MILANO – C’è chi con un caffè bevuto al mattino tira avanti tutta la giornata e chi senza continue pause al bar proprio non vive. Se davanti a una tazzina non siamo tutti uguali, la ragione sta nel dna, la molecola della vita.
La quantità che ne consumiamo parrebbe infatti essere scritta nei geni. In particolare in un gene chiamato PDSS2. Per approfondire la questione, un team internazionale di scienziati ha deciso di andare a indagare proprio nella patria dell’espresso, l’Italia.
E ha scoperto che le persone con una particolare variante del gene PDSS2 tendono a bere meno caffè.
Il motivo potrebbe essere che questo gene riduce la capacità delle cellule di metabolizzare la caffeina, facendola rimanere nell’organismo più a lungo.
Lo studio, che si è guadagnato uno spazio tra le pagine della rivista Scientific Reports, è stato coordinato da Nicola Pirastu, dell’università di Edimburgo, e hanno partecipato anche l’olandese Erasmus Medical Center con PolyOmica, una compagnia di data analysis con base a Groningen.
L’Italia ha giocato un ruolo importante, con l’università di Trieste, l’istituto pediatrico Burlo Garofolo e i ricercatori dell’azienda Illy . Italiani sono anche i volontari sui quali è stata condotta la ricerca: 370 di Carlantino, in Puglia, e 843 di sei paesi del Friuli Venezia Giulia.

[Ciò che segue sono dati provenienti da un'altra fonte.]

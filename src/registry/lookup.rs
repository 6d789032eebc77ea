//! Key hashing and the key to slot index table

use dashmap::mapref::entry::Entry;
use dashmap::DashMap;
use rustc_hash::{FxBuildHasher, FxHasher};
use std::hash::Hasher;

/// Hash of a resource name
pub type Key = u64;

/// Hash a resource name into its registry key
pub fn hash(name: &str) -> Key {
    let mut hasher = FxHasher::default();
    hasher.write(name.as_bytes());
    hasher.finish()
}

/// Sharded key to slot index map
///
/// Updates for one key are serialised by its shard lock; the registry
/// relies on that to keep slot reuse and key insertion from interleaving.
#[derive(Debug, Default)]
pub(crate) struct Lookup {
    map: DashMap<Key, u32, FxBuildHasher>,
}

impl Lookup {
    pub fn new() -> Self {
        Self {
            map: DashMap::with_hasher(FxBuildHasher),
        }
    }

    pub fn get(&self, key: Key) -> Option<u32> {
        self.map.get(&key).map(|index| *index)
    }

    /// Resolve `key` under its shard lock
    ///
    /// `occupied` gets the mapped index. `vacant` may return an index to
    /// insert along with its result; the insert happens before the lock is
    /// dropped.
    pub fn with_key<R>(
        &self,
        key: Key,
        occupied: impl FnOnce(u32) -> R,
        vacant: impl FnOnce() -> (Option<u32>, R),
    ) -> R {
        match self.map.entry(key) {
            Entry::Occupied(entry) => occupied(*entry.get()),
            Entry::Vacant(entry) => {
                let (index, result) = vacant();
                if let Some(index) = index {
                    entry.insert(index);
                }
                result
            }
        }
    }

    /// Remove `key` if it maps to `index` and `confirm` agrees, all under the
    /// shard lock
    pub fn remove_if(&self, key: Key, index: u32, confirm: impl FnOnce() -> bool) -> bool {
        self.map
            .remove_if(&key, |_, mapped| *mapped == index && confirm())
            .is_some()
    }

    /// Keep only the mappings `keep` accepts; returns how many were dropped
    pub fn retain(&self, mut keep: impl FnMut(Key, u32) -> bool) -> usize {
        let before = self.map.len();
        self.map.retain(|key, index| keep(*key, *index));
        before.saturating_sub(self.map.len())
    }

    pub fn len(&self) -> usize {
        self.map.len()
    }

    #[cfg(test)]
    pub fn is_empty(&self) -> bool {
        self.map.is_empty()
    }

    /// Hold `key`'s shard lock until the returned guard drops
    #[cfg(test)]
    pub fn lock_key(&self, key: Key) -> impl Sized + '_ {
        self.map.get_mut(&key)
    }

    pub fn clear(&self) {
        self.map.clear();
    }
}

#[cfg(test)]
mod tests {
    use super::*;

    #[test]
    fn test_hash_is_stable() {
        assert_eq!(hash("shaders/blit"), hash("shaders/blit"));
        assert_ne!(hash("shaders/blit"), hash("shaders/blur"));
    }

    #[test]
    fn test_with_key_inserts_on_vacant() {
        let lookup = Lookup::new();
        let key = hash("a");

        let inserted = lookup.with_key(key, |_| false, || (Some(3), true));
        assert!(inserted);
        assert_eq!(lookup.get(key), Some(3));

        let seen = lookup.with_key(key, |index| index, || (None, u32::MAX));
        assert_eq!(seen, 3);

        // A vacant closure that declines leaves no mapping behind
        lookup.with_key(hash("b"), |_| (), || (None, ()));
        assert_eq!(lookup.len(), 1);
    }

    #[test]
    fn test_remove_if_checks_index_and_confirm() {
        let lookup = Lookup::new();
        let key = hash("a");
        lookup.with_key(key, |_| (), || (Some(1), ()));

        assert!(!lookup.remove_if(key, 2, || true));
        assert!(!lookup.remove_if(key, 1, || false));
        assert!(lookup.remove_if(key, 1, || true));
        assert!(lookup.is_empty());
    }

    #[test]
    fn test_retain_counts_dropped() {
        let lookup = Lookup::new();
        for i in 0..10u32 {
            lookup.with_key(u64::from(i), |_| (), || (Some(i), ()));
        }
        assert_eq!(lookup.retain(|_, index| index % 2 == 0), 5);
        assert_eq!(lookup.len(), 5);
        lookup.clear();
        assert!(lookup.is_empty());
    }
}
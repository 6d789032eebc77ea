//! Registry slot records

use super::lookup::Key;
use super::state::{AtomicSlotState, SlotState, SlotWord};
use parking_lot::{Mutex, RwLock};
use std::sync::atomic::{AtomicU64, Ordering};
use std::sync::Arc;

/// Bookkeeping for one registered resource
///
/// Slots live in the registry's fixed pool and are reused across keys, so
/// every field is interior-mutable and reset on release. The generation in
/// the state word changes on every release, so work queued for an earlier
/// owner of the slot can be told apart from current work.
#[derive(Debug)]
pub(crate) struct Slot<P> {
    pub state: AtomicSlotState,
    key: AtomicU64,
    name: RwLock<String>,
    path: RwLock<String>,
    payload: Mutex<Option<Arc<P>>>,
}

impl<P> Default for Slot<P> {
    fn default() -> Self {
        Self {
            state: AtomicSlotState::default(),
            key: AtomicU64::new(0),
            name: RwLock::new(String::new()),
            path: RwLock::new(String::new()),
            payload: Mutex::new(None),
        }
    }
}

impl<P> Slot<P> {
    /// Take a freshly allocated slot for `key`; the state is published last
    pub fn claim(&self, key: Key, name: &str, path: &str, payload: Option<P>, state: SlotState) {
        self.key.store(key, Ordering::Relaxed);
        *self.name.write() = name.to_string();
        *self.path.write() = path.to_string();
        *self.payload.lock() = payload.map(Arc::new);
        let generation = self.state.load().generation;
        self.state.store(SlotWord::new(generation, state));
    }

    /// Swap in a new build input ahead of a transition to `Making`
    pub fn stage(&self, payload: P, path: &str) {
        *self.payload.lock() = Some(Arc::new(payload));
        *self.path.write() = path.to_string();
    }

    /// Clear the slot before it goes back to the pool
    pub fn release(&self) {
        self.payload.lock().take();
        self.name.write().clear();
        self.path.write().clear();
        self.key.store(0, Ordering::Relaxed);
        self.state.retire();
    }

    pub fn generation(&self) -> u32 {
        self.state.load().generation
    }

    pub fn key(&self) -> Key {
        self.key.load(Ordering::Relaxed)
    }

    pub fn name(&self) -> String {
        self.name.read().clone()
    }

    pub fn path(&self) -> String {
        self.path.read().clone()
    }

    /// Current build input, shared so `create` runs without the lock held
    pub fn payload(&self) -> Option<Arc<P>> {
        self.payload.lock().clone()
    }

    /// Slot is owned by a key
    pub fn is_live(&self) -> bool {
        self.state.load().state != SlotState::Invalid
    }
}

#[cfg(test)]
mod tests {
    use super::*;

    #[test]
    fn test_claim_and_release() {
        let slot: Slot<String> = Slot::default();
        assert!(!slot.is_live());

        slot.claim(42, "shaders/blit", "assets/blit.wgsl", Some("src".to_string()), SlotState::Making);
        assert!(slot.is_live());
        assert_eq!(slot.key(), 42);
        assert_eq!(slot.name(), "shaders/blit");
        assert_eq!(slot.path(), "assets/blit.wgsl");
        assert_eq!(slot.payload().as_deref().map(String::as_str), Some("src"));

        let generation = slot.generation();
        slot.release();
        assert!(!slot.is_live());
        assert_eq!(slot.generation(), generation + 1);
        assert_eq!(slot.key(), 0);
        assert!(slot.name().is_empty());
        assert!(slot.payload().is_none());
    }

    #[test]
    fn test_stage_replaces_payload() {
        let slot: Slot<u32> = Slot::default();
        slot.claim(1, "a", "", None, SlotState::Failed);
        assert!(slot.payload().is_none());

        let held = {
            slot.stage(5, "a.bin");
            slot.payload()
        };
        slot.stage(6, "a2.bin");
        assert_eq!(held.as_deref(), Some(&5));
        assert_eq!(slot.payload().as_deref(), Some(&6));
        assert_eq!(slot.path(), "a2.bin");
    }
}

Ai volontari è stato chiesto quante tazzine di caffè consumassero ogni giorno e i risultati sono stati confrontati con quelli di un altrettanto nutrito gruppo di volontari reclutato in Olanda.
I ricercatori hanno infatti replicato lo studio in un gruppo di 1.731 persone dei Paesi Bassi. Il risultato ottenuto è stato simile, ma l’effetto del gene sul numero di tazze di caffè consumate è stato leggermente inferiore.
Questo, ipotizzano gli esperti, potrebbe essere dovuto ai diversi ‘stili’ di caffè che caratterizzano i due Paesi. In Italia la tazzina di espresso, in Olanda la tazza di caffè lungo che contiene in generale più caffeina.
I risultati si inseriscono nel binario tracciato da precedenti lavori che hanno identificato geni legati alle abitudini sul caffè, e gettano nuova luce sui meccanismi biologici del metabolismo della caffeina.
La variante del gene PDSS2
Incrociando i dati genetici con il numero di tazzine è emerso che c’è una relazione inversa tra la presenza di una variante del gene PDSS2 e la passione per il caffè: le persone che hanno questa variante tendono a consumare meno caffè.
Questo accade perché la variante del gene PDSS2 controlla un altro gene, specializzato nel regolare il metabolismo della caffeina. Quando quest’ultimo gene non viene attivato sufficientemente, la caffeina tende ad essere smaltita molto lentamente dall’organismo, ‘spegnendo’ il desiderio di bere un’altra tazzina.
Il risultato dello studio, ha detto Pirastu, conferma che “la tendenza a bere più caffè sia regolata dai geni”, indicata anche da numerose ricerche condotte in passato.
Per avere la conferma definitiva, ha concluso, sono necessarie ulteriori indagini, condotte su numeri più vasti di individui.
Ricerche ulteriori dovranno infine chiarire il meccanismo che mette in relazione il gene PDSS2 con il consumo di caffè.